Buscaba al señor O'Fallon, dijo él, y se preguntaba si sería posible hablar con él. No hacía esfuerzo alguno por disimular su acento, pronunciando la palabra señor con una exagerada vibración en la erre, y entonces se inclinó hacia ella, observando su rostro en busca de alguna reacción. Nada ocurrió, o mejor dicho, la conversación prosiguió como si nada hubiera pasado, y en ese momento Hector comprendió que Brigid había mantenido en secreto su relación con él. Se había criado en una familia católica, y debió de mostrarse reacia ante la idea de dejar que su padre y sus hermanas se enterasen de que estaba acostándose con un hombre prometido a otra mujer y de que ese hombre, cuyo pene estaba circunciso, no tenía intención de romper su compromiso para casarse con ella. De ser así, probablemente tampoco se habrían enterado de que estaba embarazada. Ni de que se había cortado las venas en la bañera; ni de que había pasado dos meses en un hospital soñando con formas mejores y más eficaces de suicidarse. Incluso era posible que hubiese dejado de escribirles antes de que Saint John apareciese en escena, cuando aún tenía plena confianza en que todo iba a salir como ella esperaba.

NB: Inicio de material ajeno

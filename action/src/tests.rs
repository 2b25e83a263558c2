// Copyright 2025 Javelin project contributors (see CONTRIBUTORS.md).
// Licensed under the Apache License, Version 2.0 (see LICENSE).
use std::path::PathBuf;

use super::{name_path_components, Action};

#[test]
fn class_and_method_split() {
    let action = Action::new("ex.AddTest#plus").unwrap();
    assert_eq!(action.name(), "ex.AddTest#plus");
    assert_eq!(action.class_name(), "ex.AddTest");
    assert_eq!(action.method_name(), Some("plus"));

    let whole_class = Action::new("ex.AddTest").unwrap();
    assert_eq!(whole_class.class_name(), "ex.AddTest");
    assert_eq!(whole_class.method_name(), None);
}

#[test]
fn rejects_malformed_names() {
    Action::new("").expect_err("empty");
    Action::new("a..b").expect_err("empty segment");
    Action::new("a.b#m#n").expect_err("multiple selectors");
    Action::new("1abc.Test").expect_err("leading digit");
    Action::new("a.b-c").expect_err("dash");
}

#[test]
fn user_dir_set_once() {
    let action = Action::new("ex.Once").unwrap();
    assert_eq!(action.user_dir(), None);
    action.set_user_dir(PathBuf::from("/tmp/ex.Once")).unwrap();
    assert_eq!(action.user_dir(), Some(std::path::Path::new("/tmp/ex.Once")));
    action
        .set_user_dir(PathBuf::from("/tmp/elsewhere"))
        .expect_err("second assignment must fail");
    // And the original assignment is untouched.
    assert_eq!(action.user_dir(), Some(std::path::Path::new("/tmp/ex.Once")));
}

#[test]
fn file_name_flattens_selector() {
    let action = Action::new("ex.AddTest#plus").unwrap();
    assert_eq!(action.file_name(), "ex.AddTest_plus");
}

#[test]
fn path_components() {
    assert_eq!(name_path_components("a.b.C#m"), vec!["a", "b", "C", "m"]);
    assert_eq!(name_path_components("Single"), vec!["Single"]);
}
// Copyright 2025 Javelin project contributors (see CONTRIBUTORS.md).
// Licensed under the Apache License, Version 2.0 (see LICENSE).
use std::str::FromStr;

use super::{sanitize_xml_text, Outcome, RunResult};

#[test]
fn result_string_forms() {
    assert_eq!(RunResult::Success.to_string(), "SUCCESS");
    assert_eq!(RunResult::CompileFailed.to_string(), "COMPILE_FAILED");
    assert_eq!(RunResult::ExecTimeout.to_string(), "EXEC_TIMEOUT");
    assert_eq!(
        RunResult::from_str("EXEC_FAILED").unwrap(),
        RunResult::ExecFailed
    );
    assert!(RunResult::from_str("NO_SUCH_RESULT").is_err());
}

#[test]
fn combined_output_preserves_order() {
    let outcome = Outcome::new(
        "ex.T#m",
        RunResult::Success,
        vec!["first".to_owned(), "second".to_owned(), "third".to_owned()],
    );
    assert_eq!(outcome.combined_output(), "first\nsecond\nthird");
}

#[test]
fn same_behavior_ignores_timestamps() {
    let a = Outcome::new("ex.T", RunResult::Success, vec!["out".to_owned()]);
    let b = Outcome::recorded_at(
        "ex.T",
        RunResult::Success,
        vec!["out".to_owned()],
        chrono::DateTime::UNIX_EPOCH,
    );
    assert!(a.same_behavior_as(&b));

    let c = Outcome::new("ex.T", RunResult::ExecFailed, vec!["out".to_owned()]);
    assert!(!a.same_behavior_as(&c));

    let d = Outcome::new("ex.T", RunResult::Success, vec!["different".to_owned()]);
    assert!(!a.same_behavior_as(&d));
}

#[test]
fn sanitize_passes_ordinary_text_through() {
    let text = "plain text, with\ttabs\nand newlines \u{00A0} and high planes are escaped";
    assert_eq!(sanitize_xml_text(text), text);
}

#[test]
fn sanitize_escapes_control_characters() {
    assert_eq!(sanitize_xml_text("a\u{0}b"), "aU+0000b");
    assert_eq!(sanitize_xml_text("bell\u{7}"), "bellU+0007");
    assert_eq!(sanitize_xml_text("\u{FFFE}"), "U+FFFE");
}
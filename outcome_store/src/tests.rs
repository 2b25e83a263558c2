// Copyright 2025 Javelin project contributors (see CONTRIBUTORS.md).
// Licensed under the Apache License, Version 2.0 (see LICENSE).
use std::path::PathBuf;
use std::sync::Arc;

use expectation::ExpectationStore;
use outcome::{Outcome, ResultValue, RunResult};

use super::OutcomeStore;

fn store(results_dir: PathBuf) -> OutcomeStore {
    OutcomeStore::new(
        results_dir,
        None,
        None,
        None,
        Arc::new(ExpectationStore::empty()),
    )
}

fn at(seconds: i64, result: RunResult, lines: &[&str]) -> Outcome {
    Outcome::recorded_at(
        "a.b.CTest#m",
        result,
        lines.iter().map(|s| (*s).to_owned()).collect(),
        chrono::DateTime::from_timestamp(seconds, 0).unwrap(),
    )
}

#[test]
fn roundtrips_an_outcome_through_disk() {
    let dir = tempfile::TempDir::new().unwrap();
    let store = store(dir.path().to_owned());

    let outcome = at(1_000_000, RunResult::ExecFailed, &["first", "  indented", ""]);
    store.write(&outcome, true).unwrap();

    let annotated = store.read(at(2_000_000, RunResult::ExecFailed, &["other"]));
    assert_eq!(annotated.previous().len(), 1);
    let prior = &annotated.previous()[0];
    assert_eq!(prior.result(), RunResult::ExecFailed);
    assert_eq!(prior.output_lines(), ["first", "  indented", ""]);
    assert!(prior.same_behavior_as(&outcome));
}

#[test]
fn history_is_reverse_chronological() {
    let dir = tempfile::TempDir::new().unwrap();
    let store = store(dir.path().to_owned());

    store.write(&at(1_000, RunResult::Success, &["old"]), true).unwrap();
    store.write(&at(5_000, RunResult::Success, &["newer"]), true).unwrap();
    store.write(&at(3_000, RunResult::Success, &["middle"]), true).unwrap();

    let annotated = store.read(at(9_000, RunResult::Success, &["now"]));
    let outputs: Vec<_> = annotated
        .previous()
        .iter()
        .map(|o| o.output_lines()[0].clone())
        .collect();
    assert_eq!(outputs, ["newer", "middle", "old"]);
}

#[test]
fn unchanged_outcomes_share_a_history_file() {
    let dir = tempfile::TempDir::new().unwrap();
    let store = store(dir.path().to_owned());

    store.write(&at(1_000, RunResult::Success, &["same"]), true).unwrap();
    store.write(&at(2_000, RunResult::Success, &["same"]), false).unwrap();
    store.write(&at(3_000, RunResult::Success, &["same"]), false).unwrap();

    let history_dir = dir.path().join("auto/a/b/CTest/m");
    let xml_files = std::fs::read_dir(&history_dir)
        .unwrap()
        .flatten()
        .filter(|e| e.file_name().to_string_lossy().ends_with(".xml"))
        .count();
    assert_eq!(xml_files, 1);

    // But the sidecar remembers every run.
    let meta = std::fs::read_to_string(history_dir.join(".meta")).unwrap();
    assert_eq!(meta.lines().count(), 3);
    let recorded: Vec<_> = meta
        .lines()
        .map(|line| line.split_once(' ').unwrap().1)
        .collect();
    assert_eq!(recorded[0], recorded[1]);
    assert_eq!(recorded[1], recorded[2]);
}

#[test]
fn first_write_records_even_when_unchanged() {
    let dir = tempfile::TempDir::new().unwrap();
    let store = store(dir.path().to_owned());
    store.write(&at(1_000, RunResult::Success, &["out"]), false).unwrap();

    let annotated = store.read(at(2_000, RunResult::Success, &["out"]));
    assert_eq!(annotated.previous().len(), 1);
}

#[test]
fn change_detection_against_history() {
    let dir = tempfile::TempDir::new().unwrap();
    let store = store(dir.path().to_owned());

    let annotated = store.read(at(1_000, RunResult::Success, &["out"]));
    // No history at all counts as changed.
    assert!(annotated.changed_since_previous());
    store.write(annotated.outcome(), annotated.changed_since_previous()).unwrap();

    let same = store.read(at(2_000, RunResult::Success, &["out"]));
    assert!(!same.changed_since_previous());

    let different = store.read(at(3_000, RunResult::ExecFailed, &["boom"]));
    assert!(different.changed_since_previous());
    assert!(different.is_noteworthy());
}

#[test]
fn tags_are_written_and_compared() {
    let dir = tempfile::TempDir::new().unwrap();
    let tagging = OutcomeStore::new(
        dir.path().join("results"),
        Some(dir.path().join("tags")),
        Some("baseline".to_owned()),
        None,
        Arc::new(ExpectationStore::empty()),
    );
    tagging.write(&at(1_000, RunResult::Success, &["ok"]), true).unwrap();
    assert!(dir
        .path()
        .join("tags/results/baseline/a/b/CTest/m/canonical.xml")
        .exists());

    let comparing = OutcomeStore::new(
        dir.path().join("results"),
        Some(dir.path().join("tags")),
        None,
        Some("baseline".to_owned()),
        Arc::new(ExpectationStore::empty()),
    );
    let unchanged = comparing.read(at(2_000, RunResult::Success, &["ok"]));
    assert!(unchanged.tag_outcome().is_some());
    assert!(!unchanged.changed_since_tag());

    let regressed = comparing.read(at(3_000, RunResult::ExecFailed, &["boom"]));
    assert!(regressed.changed_since_tag());
    assert!(regressed.is_noteworthy());
}

#[test]
fn annotation_carries_the_resolved_expectation() {
    let dir = tempfile::TempDir::new().unwrap();
    let expectations = {
        let file = dir.path().join("expectations.json");
        std::fs::write(
            &file,
            r#"[{"name": "a.b.CTest#m", "result": "EXEC_FAILED"}]"#,
        )
        .unwrap();
        Arc::new(ExpectationStore::parse(&[file]).unwrap())
    };
    let store = OutcomeStore::new(dir.path().to_owned(), None, None, None, expectations);

    let known_failure = store.read(at(1_000, RunResult::ExecFailed, &["boom"]));
    assert_eq!(known_failure.result_value(), ResultValue::Ignore);

    let success = store.read(at(2_000, RunResult::Success, &["fine"]));
    assert_eq!(success.result_value(), ResultValue::Fail);
}
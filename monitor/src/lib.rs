// Copyright 2025 Javelin project contributors (see CONTRIBUTORS.md).
// Licensed under the Apache License, Version 2.0 (see LICENSE).

use std::str::FromStr;
use std::time::Duration;

use log::{debug, warn};
use outcome::{Outcome, RunResult};
use quick_xml::events::Event;
use quick_xml::Reader;
use tokio::io::{AsyncBufRead, AsyncRead, BufReader};
use tokio::net::TcpStream;

/// Root element of the event stream the in-target runner emits.
const ROOT_ELEMENT: &[u8] = b"javelin-monitor";

/// How much of a malformed stream to keep for diagnostics.
const SNIPPET_LIMIT: usize = 1024;

///
/// Receives the decoded event stream. `output` may fire many times for one outcome; fragments
/// arrive in wire order and concatenating them yields the outcome's full output. `finish` is
/// always called before the next `start`. `print` carries unstructured output interleaved
/// between outcomes.
///
pub trait Handler: Send {
    fn start(&mut self, outcome_name: &str, runner_tag: &str);

    fn output(&mut self, outcome_name: &str, fragment: &str);

    fn finish(&mut self, outcome: &Outcome);

    fn print(&mut self, text: &str);
}

///
/// Consumes the XML event stream emitted by the in-target runner and dispatches it to a
/// `Handler`. Two transports exist: a TCP connection to the (possibly port-forwarded) runner,
/// and the runner's own standard output.
///
pub struct HostMonitor {
    monitor_timeout: Duration,
}

impl HostMonitor {
    pub fn new(monitor_timeout: Duration) -> HostMonitor {
        HostMonitor { monitor_timeout }
    }

    ///
    /// Connects to the runner's monitor port and consumes the stream. Returns true when the
    /// stream ended with the runner's closing tag; false means the runner died mid-stream (or
    /// never became reachable) and the caller should consider resuming.
    ///
    pub async fn monitor_socket(&self, port: u16, handler: &mut dyn Handler) -> bool {
        let stream = match self.connect(port).await {
            Ok(stream) => stream,
            Err(e) => {
                warn!("{e}");
                return false;
            }
        };
        consume(BufReader::new(stream), handler).await
    }

    /// Consumes the stream from the runner's standard output.
    pub async fn monitor_stream<R>(&self, stream: R, handler: &mut dyn Handler) -> bool
    where
        R: AsyncRead + Unpin + Send,
    {
        consume(BufReader::new(stream), handler).await
    }

    ///
    /// Attempts to connect about once a second until the monitor timeout elapses. A successful
    /// TCP connect is not enough: a broken port forwarder happily accepts connections to
    /// nothing, so each connection is probed by peeking one byte before it is trusted.
    ///
    async fn connect(&self, port: u16) -> Result<TcpStream, String> {
        let deadline = tokio::time::Instant::now() + self.monitor_timeout;
        let mut attempts = 0_u32;
        loop {
            attempts += 1;
            if let Ok(stream) = TcpStream::connect(("localhost", port)).await {
                let mut probe = [0_u8; 1];
                match tokio::time::timeout(Duration::from_secs(1), stream.peek(&mut probe)).await
                {
                    Ok(Ok(n)) if n > 0 => {
                        debug!("monitor connected to port {port} after {attempts} attempt(s)");
                        return Ok(stream);
                    }
                    // Accepted but dead, or nothing arrived: treat as not yet up.
                    _ => {}
                }
            }
            if tokio::time::Instant::now() >= deadline {
                return Err(format!(
                    "Failed to connect to monitor port {port} within {}s",
                    self.monitor_timeout.as_secs()
                ));
            }
            tokio::time::sleep(Duration::from_secs(1)).await;
        }
    }
}

struct CurrentOutcome {
    name: String,
    result: Option<RunResult>,
    text: String,
}

async fn consume<R>(reader: R, handler: &mut dyn Handler) -> bool
where
    R: AsyncBufRead + Unpin + Send,
{
    let mut reader = Reader::from_reader(reader);
    let mut buf: Vec<u8> = Vec::new();
    let mut recent: Vec<u8> = Vec::new();

    let mut current: Option<CurrentOutcome> = None;
    let mut in_unstructured = false;
    let mut completed_normally = false;

    loop {
        buf.clear();
        let read_result = reader.read_event_into_async(&mut buf).await;
        let event = match read_result {
            Ok(event) => event,
            Err(e) => {
                remember(&mut recent, &buf);
                warn!(
                    "Monitor stream did not parse ({e}); trailing bytes: {:?}",
                    String::from_utf8_lossy(&recent)
                );
                return false;
            }
        };

        match event {
            Event::Start(element) => match element.name().as_ref() {
                name if name == ROOT_ELEMENT => {}
                b"outcome" => {
                    let name = attribute(&element, "name").unwrap_or_default();
                    let runner_tag = attribute(&element, "runner").unwrap_or_default();
                    handler.start(&name, &runner_tag);
                    current = Some(CurrentOutcome {
                        name,
                        result: None,
                        text: String::new(),
                    });
                }
                b"result" => {
                    if let Some(current) = current.as_mut() {
                        current.result = parse_result(&element);
                    }
                }
                b"unstructured-output" => in_unstructured = true,
                other => {
                    debug!(
                        "Ignoring unknown monitor element `{}`",
                        String::from_utf8_lossy(other)
                    );
                }
            },
            Event::Empty(element) => {
                if element.name().as_ref() == b"result" {
                    if let Some(current) = current.as_mut() {
                        current.result = parse_result(&element);
                    }
                }
            }
            Event::Text(text) => {
                let Ok(fragment) = text.unescape() else {
                    warn!("Undecodable text fragment in monitor stream");
                    return false;
                };
                if in_unstructured {
                    handler.print(&fragment);
                } else if let Some(current) = current.as_mut() {
                    handler.output(&current.name, &fragment);
                    current.text.push_str(&fragment);
                }
            }
            Event::End(element) => match element.name().as_ref() {
                b"outcome" => {
                    if let Some(finished) = current.take() {
                        let result = finished.result.unwrap_or_else(|| {
                            warn!("Outcome {} ended without a result", finished.name);
                            RunResult::Error
                        });
                        let lines = if finished.text.is_empty() {
                            Vec::new()
                        } else {
                            finished.text.split('\n').map(str::to_owned).collect()
                        };
                        handler.finish(&Outcome::new(&finished.name, result, lines));
                    }
                }
                b"unstructured-output" => in_unstructured = false,
                name if name == ROOT_ELEMENT => completed_normally = true,
                _ => {}
            },
            Event::Eof => {
                remember(&mut recent, &buf);
                break;
            }
            _ => {}
        }
        remember(&mut recent, &buf);
    }

    if !completed_normally {
        warn!(
            "Monitor stream ended without completing; trailing bytes: {:?}",
            String::from_utf8_lossy(&recent)
        );
    }
    completed_normally
}

fn attribute(element: &quick_xml::events::BytesStart, name: &str) -> Option<String> {
    element
        .try_get_attribute(name)
        .ok()
        .flatten()
        .and_then(|attribute| attribute.unescape_value().ok())
        .map(|value| value.into_owned())
}

fn parse_result(element: &quick_xml::events::BytesStart) -> Option<RunResult> {
    let value = attribute(element, "value")?;
    match RunResult::from_str(&value) {
        Ok(result) => Some(result),
        Err(_) => {
            warn!("Unknown result value `{value}` in monitor stream");
            None
        }
    }
}

fn remember(recent: &mut Vec<u8>, bytes: &[u8]) {
    recent.extend_from_slice(bytes);
    if recent.len() > SNIPPET_LIMIT {
        let excess = recent.len() - SNIPPET_LIMIT;
        recent.drain(..excess);
    }
}

#[cfg(test)]
mod tests;
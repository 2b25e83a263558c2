// Copyright 2025 Javelin project contributors (see CONTRIBUTORS.md).
// Licensed under the Apache License, Version 2.0 (see LICENSE).

//! The build steps every variant shares: compile to classes, package a jar, translate to dex.
//! Each step converts tool failures into the synthetic outcome the pipeline reports for the
//! affected action, so callers thread `Result<_, Outcome>` straight through.

use std::path::{Path, PathBuf};

use action::Action;
use cache::{CacheKey, HostCache};
use log::debug;
use outcome::{Outcome, RunResult};

use crate::toolchain::{CompileSpec, Toolchain};
use crate::Config;

pub(crate) const DEX_NAMESPACE: &str = "dex";
pub(crate) const PUSHED_NAMESPACE: &str = "pushed";

/// The action's host-side working directory; assigned by the driver during preparation.
pub(crate) fn workdir(action: &Action) -> Result<PathBuf, Outcome> {
    action.user_dir().map(Path::to_owned).ok_or_else(|| {
        Outcome::from_text(
            action.name(),
            RunResult::Error,
            "Action has no working directory",
        )
    })
}

pub(crate) fn jar_path(workdir: &Path, action: &Action) -> PathBuf {
    workdir.join(format!("{}.jar", action.file_name()))
}

pub(crate) fn dex_jar_path(workdir: &Path, action: &Action) -> PathBuf {
    workdir.join(format!("{}.dx.jar", action.file_name()))
}

///
/// Creates (or, with `keep_before`, preserves) the action's working directory.
///
pub(crate) async fn prepare_workdir(config: &Config, action: &Action) -> Result<PathBuf, Outcome> {
    let workdir = workdir(action)?;
    let stale = |e: String| Outcome::from_text(action.name(), RunResult::Error, &e);
    if !config.keep_before && tokio::fs::try_exists(&workdir).await.unwrap_or(false) {
        tokio::fs::remove_dir_all(&workdir)
            .await
            .map_err(|e| stale(format!("Failed to clear {}: {e}", workdir.display())))?;
    }
    tokio::fs::create_dir_all(&workdir)
        .await
        .map_err(|e| stale(format!("Failed to create {}: {e}", workdir.display())))?;
    Ok(workdir)
}

///
/// Compiles the action's sources and packages them as a jar. Actions named without a source
/// file are already present on the supplied classpath, so there is nothing to build: Ok(None).
///
pub(crate) async fn build_jar(
    toolchain: &dyn Toolchain,
    config: &Config,
    action: &Action,
) -> Result<Option<PathBuf>, Outcome> {
    let Some(source_file) = action.source_file() else {
        debug!("{} has no sources; skipping compile", action.name());
        return Ok(None);
    };
    let workdir = prepare_workdir(config, action).await?;

    let classes_dir = workdir.join("classes");
    tokio::fs::create_dir_all(&classes_dir).await.map_err(|e| {
        Outcome::from_text(
            action.name(),
            RunResult::Error,
            &format!("Failed to create {}: {e}", classes_dir.display()),
        )
    })?;

    let mut classpath = config.build_classpath.clone();
    classpath.append(&config.classpath);
    classpath.add(config.runner_jar.clone());
    let mut source_path = config.source_path.clone();
    if let Some(root) = action.source_path() {
        source_path.push(root.to_owned());
    }

    toolchain
        .javac(CompileSpec {
            sources: vec![source_file.to_owned()],
            classpath: &classpath,
            source_path: &source_path,
            destination: &classes_dir,
        })
        .await
        .map_err(|failure| {
            Outcome::from_text(
                action.name(),
                RunResult::CompileFailed,
                &failure.into_text(),
            )
        })?;

    let jar = jar_path(&workdir, action);
    toolchain.jar(&jar, &classes_dir).await.map_err(|failure| {
        Outcome::from_text(action.name(), RunResult::Error, &failure.into_text())
    })?;
    Ok(Some(jar))
}

///
/// Translates a jar to a dex jar, going through the fingerprint cache: identical input jars
/// are only ever dexed once per cache lifetime.
///
pub(crate) async fn dex_jar(
    toolchain: &dyn Toolchain,
    dex_cache: &HostCache,
    action_name: &str,
    jar: &Path,
    dex_out: &Path,
) -> Result<(), Outcome> {
    let infra = |e: String| Outcome::from_text(action_name, RunResult::Error, &e);
    let key = CacheKey::compute(DEX_NAMESPACE, jar).map_err(infra)?;
    if dex_cache.lookup(&key, dex_out).await.map_err(infra)? {
        return Ok(());
    }
    toolchain.dex(jar, dex_out).await.map_err(|failure| {
        Outcome::from_text(action_name, RunResult::Error, &failure.into_text())
    })?;
    dex_cache.publish(&key, dex_out).await.map_err(infra)?;
    Ok(())
}

/// The root to probe when waiting for a device filesystem, e.g. `/sdcard` for a runner
/// directory anywhere beneath it.
pub(crate) fn probe_path(runner_dir: &Path) -> PathBuf {
    let mut probe = PathBuf::from("/");
    if let Some(first) = runner_dir.components().nth(1) {
        probe.push(first);
    }
    probe
}
// Copyright 2025 Javelin project contributors (see CONTRIBUTORS.md).
// Licensed under the Apache License, Version 2.0 (see LICENSE).

use std::fmt;

use chrono::{DateTime, Utc};

///
/// The closed set of ways running one test point can end.
///
/// These names appear verbatim on the wire, in expectation files and in the recorded history, so
/// the string forms are part of the external contract.
///
#[derive(
    Clone,
    Copy,
    Debug,
    Eq,
    Hash,
    PartialEq,
    strum_macros::Display,
    strum_macros::EnumString,
    strum_macros::IntoStaticStr,
)]
#[strum(serialize_all = "SCREAMING_SNAKE_CASE")]
pub enum RunResult {
    Success,
    CompileFailed,
    ExecFailed,
    ExecTimeout,
    Unsupported,
    Error,
}

///
/// How an outcome stacks up against its resolved expectation.
///
/// `Ignore` is the verdict for a known breakage: the outcome failed, but in exactly the way an
/// expectation said it would, so it counts as skipped rather than as a regression.
///
#[derive(Clone, Copy, Debug, Eq, PartialEq)]
pub enum ResultValue {
    Ok,
    Fail,
    Ignore,
}

///
/// The result of running one discrete test point: a qualified name, how it ended, and the output
/// it produced, in arrival order. Immutable after construction.
///
#[derive(Clone, Debug)]
pub struct Outcome {
    name: String,
    result: RunResult,
    output_lines: Vec<String>,
    completed_at: DateTime<Utc>,
}

impl Outcome {
    pub fn new(name: &str, result: RunResult, output_lines: Vec<String>) -> Outcome {
        Outcome {
            name: name.to_owned(),
            result,
            output_lines,
            completed_at: Utc::now(),
        }
    }

    /// An outcome carrying a single block of diagnostic text, such as a compiler error.
    pub fn from_text(name: &str, result: RunResult, text: &str) -> Outcome {
        Outcome::new(name, result, text.lines().map(str::to_owned).collect())
    }

    /// Reconstructs a historical outcome, preserving its original completion time.
    pub fn recorded_at(
        name: &str,
        result: RunResult,
        output_lines: Vec<String>,
        completed_at: DateTime<Utc>,
    ) -> Outcome {
        Outcome {
            name: name.to_owned(),
            result,
            output_lines,
            completed_at,
        }
    }

    pub fn name(&self) -> &str {
        &self.name
    }

    pub fn result(&self) -> RunResult {
        self.result
    }

    pub fn output_lines(&self) -> &[String] {
        &self.output_lines
    }

    pub fn completed_at(&self) -> DateTime<Utc> {
        self.completed_at
    }

    /// All output joined with newlines, the form expectation patterns are matched against.
    pub fn combined_output(&self) -> String {
        self.output_lines.join("\n")
    }

    ///
    /// Whether this outcome and `other` describe the same behavior: same result, same output.
    /// Completion time is bookkeeping, not behavior, so it is excluded. This is the comparison
    /// the history store uses to decide whether a run changed anything.
    ///
    pub fn same_behavior_as(&self, other: &Outcome) -> bool {
        self.name == other.name
            && self.result == other.result
            && self.output_lines == other.output_lines
    }
}

impl fmt::Display for Outcome {
    fn fmt(&self, f: &mut fmt::Formatter<'_>) -> fmt::Result {
        write!(f, "{} ({})", self.name, self.result)
    }
}

///
/// Replaces codepoints that may not appear in XML 1.0 character data with visible `U+XXXX`
/// escapes, so arbitrary process output can be carried in the wire protocol and the history
/// files without producing unparseable documents.
///
pub fn sanitize_xml_text(text: &str) -> String {
    fn permitted(c: char) -> bool {
        matches!(c,
            '\t' | '\n' | '\r'
            | '\u{20}'..='\u{7E}'
            | '\u{A0}'..='\u{D7FF}'
            | '\u{E000}'..='\u{FFFD}')
    }

    if text.chars().all(permitted) {
        return text.to_owned();
    }
    text.chars()
        .map(|c| {
            if permitted(c) {
                c.to_string()
            } else {
                format!("U+{:04X}", c as u32)
            }
        })
        .collect()
}

#[cfg(test)]
mod tests;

Para entonces los pensamientos de Hector iban a galope tendido, precipitándose en todas direcciones a la vez, y cuando la mujer de detrás del mostrador le dijo que su padre estaba fuera de la ciudad, que se había ido a hacer unas gestiones a California y no vendría hasta la semana siguiente, Hector supo sin ningún género de dudas de qué gestiones se trataba. O'Fallon el Pelirrojo había ido a Los Angeles a hablar con la policía sobre la desaparición de su hija. A instarles a que hicieran algún avance en una investigación que venía alargándose desde hacía ya demasiados meses, y a decirles que si no estaba satisfecho con sus respuestas, contrataría a un detective privado para que emprendiera la búsqueda desde el principio. A la mierda los gastos, probablemente dijo a su hija antes de marcharse de Spokane. Había que hacer algo antes de que fuese demasiado tarde.